В салоне пахло старостью. Тихо поскрипывали перила, гармошка натяжно звенела резиной, за стенкой электромотора что-то стучало. Троллейбус пустовал, и я сел в конец, прижавшись виском к стеклу. За окном проплывали деревья, разбрасывая листья, редкие прохожие встречали растерянными взглядами транспорт.

Город, что никогда не спит, засыпал.

“...полночный троллейбус, по улице мчи,
Верши по бульварам круженье…”

Двери зашипели, выпуская меня на улицу. За то время, пока я ехал, стало ещё чуточку холоднее. Улица обдала моё тело запахом машин, звуками празднества из открытого окна дома напротив. Невдалеке я заметил фигуру Алистера, темнеющую в проулках и улыбающуюся, когда на неё падал теплый свет фонарей.

Улыбался и я.

“...чтоб всех подобрать, потерпевших в ночи
Крушенье…”

Я порывисто обнял друга.

— Эта поездка оказалась слишком тяжелой для меня, — мы присели на лавочку, — я ожидал другого.
— На то они и ожидания, Мишаня, — он посмотрел на проезжающие мимо автомобили, — так сладок мёд, что, наконец, он горек.
— Избыток вкуса убивает вкус, — закончил я.

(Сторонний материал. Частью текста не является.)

//! Claude CLI spawning.

use std::io::ErrorKind;
use std::process::Stdio;
use std::time::Duration;

use async_trait::async_trait;
use tokio::io::AsyncWriteExt;
use tokio::process::Command;
use tokio::time::timeout;
use tracing::debug;

use crate::config::{API_KEY_ENV_VAR, AuthMode};
use crate::error::{ClaudeError, stderr_excerpt};

/// Flags that would resume or continue an earlier conversation.
///
/// None of these may ever reach the subprocess.
pub const SESSION_FLAGS: &[&str] = &[
    "--continue",
    "-c",
    "--resume",
    "-r",
    "--session-id",
    "--fork-session",
];

/// Whether `arg` would attach the invocation to an earlier session.
pub fn is_session_flag(arg: &str) -> bool {
    SESSION_FLAGS
        .iter()
        .any(|flag| arg == *flag || arg.starts_with(&format!("{}=", flag)))
}

/// Per-process environment changes, applied to the child `Command` only.
#[derive(Debug, Clone, Default, PartialEq, Eq)]
pub struct EnvOverrides {
    remove: Vec<String>,
}

impl EnvOverrides {
    /// Inherit the parent environment unchanged.
    pub fn none() -> Self {
        Self::default()
    }

    /// Overrides implied by the authentication mode.
    pub fn for_auth(mode: AuthMode) -> Self {
        match mode {
            AuthMode::Subscription => Self {
                remove: vec![API_KEY_ENV_VAR.to_string()],
            },
            AuthMode::ApiKey => Self::none(),
        }
    }

    pub fn removes(&self, key: &str) -> bool {
        self.remove.iter().any(|k| k == key)
    }

    pub fn removed(&self) -> &[String] {
        &self.remove
    }

    fn apply(&self, cmd: &mut Command) {
        for key in &self.remove {
            cmd.env_remove(key);
        }
    }
}

/// Everything needed to launch one subprocess.
#[derive(Debug, Clone, PartialEq, Eq)]
pub struct ProcessSpec {
    pub program: String,
    pub args: Vec<String>,
    /// Written to the child's stdin, which is then closed.
    pub stdin: String,
    pub env: EnvOverrides,
    pub timeout: Duration,
}

/// Trait for launching the generation subprocess.
///
/// This abstraction allows mocking the Claude subprocess in tests.
#[cfg_attr(test, mockall::automock)]
#[async_trait]
pub trait ProcessRunner: Send + Sync {
    /// Run the process and return its stdout on success.
    async fn run(&self, spec: &ProcessSpec) -> Result<String, ClaudeError>;
}

/// Runner that spawns a real process with tokio.
#[derive(Debug, Clone, Copy, Default)]
pub struct SubprocessRunner;

#[async_trait]
impl ProcessRunner for SubprocessRunner {
    async fn run(&self, spec: &ProcessSpec) -> Result<String, ClaudeError> {
        run_process(spec).await
    }
}

/// Arguments for one Claude CLI invocation.
///
/// Always a fresh print-mode session: no continuation or resume flag is ever
/// produced.
pub fn build_args(model: &str, system_prompt: Option<&str>) -> Vec<String> {
    let mut args = vec![
        "-p".to_string(),
        "--model".to_string(),
        model.to_string(),
        "--output-format".to_string(),
        "json".to_string(),
    ];

    if let Some(prompt) = system_prompt.filter(|p| !p.trim().is_empty()) {
        args.push("--append-system-prompt".to_string());
        args.push(prompt.to_string());
    }

    debug_assert!(!args.iter().any(|a| is_session_flag(a)));
    args
}

/// Spawn the process, feed stdin, and collect stdout within the timeout.
///
/// The child is killed if the timeout elapses.
pub async fn run_process(spec: &ProcessSpec) -> Result<String, ClaudeError> {
    let timeout_secs = spec.timeout.as_secs();

    let mut cmd = Command::new(&spec.program);
    cmd.args(&spec.args)
        .stdin(Stdio::piped())
        .stdout(Stdio::piped())
        .stderr(Stdio::piped())
        .kill_on_drop(true);
    spec.env.apply(&mut cmd);

    debug!(
        program = %spec.program,
        args = spec.args.len(),
        stdin_bytes = spec.stdin.len(),
        "Spawning generation subprocess"
    );

    let mut child = cmd.spawn().map_err(ClaudeError::SpawnFailed)?;
    let stdin = child.stdin.take();
    let payload = spec.stdin.as_bytes();

    let write_stdin = async move {
        if let Some(mut pipe) = stdin {
            match pipe.write_all(payload).await {
                // The child stopped reading; its exit status tells the story.
                Err(e) if e.kind() == ErrorKind::BrokenPipe => {}
                other => other?,
            }
            pipe.shutdown().await.or_else(|e| {
                if e.kind() == ErrorKind::BrokenPipe {
                    Ok(())
                } else {
                    Err(e)
                }
            })?;
        }
        Ok::<(), std::io::Error>(())
    };

    let (write_result, output) = timeout(spec.timeout, async {
        tokio::join!(write_stdin, child.wait_with_output())
    })
    .await
    .map_err(|_| ClaudeError::Timeout(timeout_secs))?;

    let output = output.map_err(ClaudeError::SpawnFailed)?;

    if !output.status.success() {
        let stderr = String::from_utf8_lossy(&output.stderr);
        let code = output.status.code().unwrap_or(-1);
        return Err(ClaudeError::NonZeroExit {
            code,
            stderr: stderr_excerpt(&stderr),
        });
    }

    write_result.map_err(ClaudeError::StdinFailed)?;

    Ok(String::from_utf8_lossy(&output.stdout).to_string())
}

/// Check if the Claude CLI is installed and accessible.
///
/// Uses the `which` crate for cross-platform executable detection, then
/// verifies the binary actually runs.
pub async fn check_claude_installed(program: &str) -> Result<(), ClaudeError> {
    if which::which(program).is_err() {
        return Err(ClaudeError::NotInstalled);
    }

    let version_check = Command::new(program)
        .arg("--version")
        .output()
        .await
        .map_err(ClaudeError::SpawnFailed)?;

    if !version_check.status.success() {
        return Err(ClaudeError::NotInstalled);
    }

    Ok(())
}

/// Claude CLI JSON envelope when using --output-format json
#[derive(serde::Deserialize)]
struct ClaudeCliResponse {
    result: String,
    #[serde(default)]
    is_error: bool,
}

/// Unwrap the CLI's JSON envelope; non-JSON stdout is taken verbatim.
///
/// An envelope flagged `is_error` or an empty result is a failure.
pub fn parse_cli_response(stdout: &str) -> Result<String, ClaudeError> {
    let content = match serde_json::from_str::<ClaudeCliResponse>(stdout.trim()) {
        Ok(envelope) if envelope.is_error => {
            return Err(ClaudeError::ExecutionFailed(envelope.result));
        }
        Ok(envelope) => envelope.result,
        Err(_) => stdout.to_string(),
    };

    if content.trim().is_empty() {
        return Err(ClaudeError::EmptyOutput);
    }

    Ok(content)
}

“...полночный троллейбус, мне дверь отвори!
Я знаю, как в зябкую полночь…”

— Пожалуй, я всё это лишь надумал. Накрутил в голове и…
— Главное, что мы встретились. Я очень рад тебя видеть. А на неё ты забей. Она поступила с тобой жестоко, и я теперь понимаю твои слова год назад.
— Теперь и я понимаю, что ты мне тогда говорил.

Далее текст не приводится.